O cristianismo se inscreve também dentro desta utopia. Com a diferença de que não se trata mais de uma utopia mas de uma topia, vale dizer, de um evento bemaventurado e inaudito que irrompeu dentro da história. O testemunho mais antigo do paleo-cristianismo é este: “Christus ressurrexit vere et aparuit Simoni” (Lc 24,34): “Cristo ressuscitou verdadeiramente e apareceu a Simão”.
Entenderam a ressurreição não como a reanimação de um cadáver como o de Lázaro que depois acabou morrendo novamente, mas como a emergência do ser humano novo, do “novissimus Adam” (1Cor 15,45), do “Adão novíssimo”, como realização plena de todas as virtualidades presentes no humano.
Não encontram palavras para expressar esse fenômeno inaudito. Denominam-no “corpo espiritual” (1Cor 15,44). Isso parece contraditório para a filosofia dominante na época: se é corpo não pode ser espírito; se é espírito não pode ser corpo. Só unindo os dois conceitos, pensavam os primeiros cristãos, faziam jus ao fato novo: é corpo mas transfigurado; é espírito mas liberto dos limites materiais e com dimensões cósmicas.

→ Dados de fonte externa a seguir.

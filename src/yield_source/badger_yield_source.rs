//! BadgerYieldSource - yield source backed by a Badger Sett
//!
//! Supplied underlying is deposited into the Sett and the resulting shares are
//! held by this contract. Redemptions convert the requested underlying amount
//! back into shares at the Sett's current rate and withdraw them.
//!
//! Balances are reported for the adapter as a whole; the `user` argument of the
//! balance queries is accepted for interface compatibility only.

use odra::prelude::*;
use odra::casper_types::U256;
use odra::ContractRef;
use super::events::*;
use crate::errors::YieldSourceError;
use crate::sett::interface::SettVaultContractRef;
use crate::share_math::ShareMath;
use crate::token::Cep18TokenContractRef;

/// Badger yield source contract
#[odra::module]
pub struct BadgerYieldSource {
    /// Sett the underlying is deposited into
    sett: Var<Address>,
    /// Underlying token
    token: Var<Address>,
}

#[odra::module]
impl BadgerYieldSource {
    /// Bind the adapter to a Sett and its underlying token
    pub fn init(&mut self, sett: Address, token: Address) {
        self.sett.set(sett);
        self.token.set(token);
    }

    /// Underlying token accepted by this yield source
    pub fn deposit_token(&self) -> Address {
        self.token.get_or_revert_with(YieldSourceError::NotConfigured)
    }

    /// Sett backing this yield source
    pub fn sett(&self) -> Address {
        self.sett.get_or_revert_with(YieldSourceError::NotConfigured)
    }

    /// Sett shares held by the adapter
    pub fn balance_of(&self, _user: Address) -> U256 {
        self.vault().balance_of(self.env().self_address())
    }

    /// Underlying value of the adapter's Sett shares
    pub fn balance_of_token(&self, user: Address) -> U256 {
        let vault = self.vault();
        let shares = self.balance_of(user);
        self.checked(ShareMath::amount_for_shares(
            shares,
            vault.balance(),
            vault.total_supply(),
        ))
    }

    /// Pull `amount` of underlying from the caller and deposit it into the Sett
    ///
    /// # Arguments
    /// * `amount` - Underlying to supply; the caller must have approved it
    /// * `to` - Beneficiary, recorded in the emitted event
    pub fn supply_token_to(&mut self, amount: U256, to: Address) {
        if amount.is_zero() {
            self.env().revert(YieldSourceError::InvalidAmount);
        }

        let caller = self.env().caller();
        let this = self.env().self_address();
        let sett_address = self.sett();
        let mut token = self.underlying();

        if token.allowance(caller, this) < amount {
            self.env().revert(YieldSourceError::InsufficientAllowance);
        }
        if !token.transfer_from(caller, this, amount) {
            self.env().revert(YieldSourceError::TransferFailed);
        }
        if !token.approve(sett_address, amount) {
            self.env().revert(YieldSourceError::TransferFailed);
        }

        let mut vault = self.vault();
        let shares_before = vault.balance_of(this);
        // Paused or unapproved Setts revert here
        vault.deposit(amount);
        let shares = self.checked(ShareMath::checked_delta(vault.balance_of(this), shares_before));
        if shares.is_zero() {
            self.env().revert(YieldSourceError::ZeroShares);
        }

        self.env().emit_event(SuppliedTokenTo {
            from: caller,
            to,
            amount,
            shares,
        });
    }

    /// Withdraw `amount` of underlying from the Sett and send it to the caller
    ///
    /// # Returns
    /// The underlying actually received from the Sett, which may fall short of
    /// `amount` by the Sett's rounding
    pub fn redeem_token(&mut self, amount: U256) -> U256 {
        if amount.is_zero() {
            self.env().revert(YieldSourceError::InvalidAmount);
        }

        let caller = self.env().caller();
        let this = self.env().self_address();
        let mut vault = self.vault();
        let mut token = self.underlying();

        let required_shares = self.checked(ShareMath::shares_for_amount(
            amount,
            vault.total_supply(),
            vault.balance(),
        ));

        let token_before = token.balance_of(this);
        // Access, pause and the share bound are enforced by the Sett
        vault.withdraw(required_shares);
        let redeemed = self.checked(ShareMath::checked_delta(token.balance_of(this), token_before));

        if !token.transfer(caller, redeemed) {
            self.env().revert(YieldSourceError::TransferFailed);
        }

        self.env().emit_event(RedeemedToken {
            to: caller,
            requested: amount,
            redeemed,
            shares: required_shares,
        });

        redeemed
    }

    fn vault(&self) -> SettVaultContractRef {
        SettVaultContractRef::new(self.env(), self.sett())
    }

    fn underlying(&self) -> Cep18TokenContractRef {
        Cep18TokenContractRef::new(self.env(), self.deposit_token())
    }

    fn checked(&self, result: Result<U256, YieldSourceError>) -> U256 {
        match result {
            Ok(value) => value,
            Err(error) => self.env().revert(error),
        }
    }
}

Dizem mais: a ressurreição não representa simplesmente um acontecimento pessoal, realizado na vida de Jesus. É algo para todos e até cósmico, como aparece nas epístolas de São Paulo aos Colossenses e aos Efésios. Por isso, São Paulo reafirma: “Ele é a antecipação dos que morreram…Assim como em Adão todos morreram, assim em Cristo todos reviverão” (1Cor 15,21).
Esse é um discurso de fé e religioso. Mas não deixa de possuir uma relevância antropológica. Representa uma entre tantas respostas ao enigma da morte e a busca da grande transformação, da imortalidade, talvez a mais alviçareira.
Se assim é, temos a ver com uma revolução dentro da evolução. Como se a evolução antecipasse seu fim bom, no auge da realização de suas potencialidades abscônditas. Seria uma miniatura que nos mostra a que glória e a que destinação sumamente feliz somos chamados.
Assim vale viver e morrer. Na verdade, não vivemos para morrer. Morremos para ressuscitar. Para viver mais e melhor.
A todos os que creem e aos que suspendem seu juízo, boas festas de Páscoa!
*Leonardol Boff escreveu “A ressurreição de Cristo e a nossa na morte”, 10ª edição, Vozes 2004.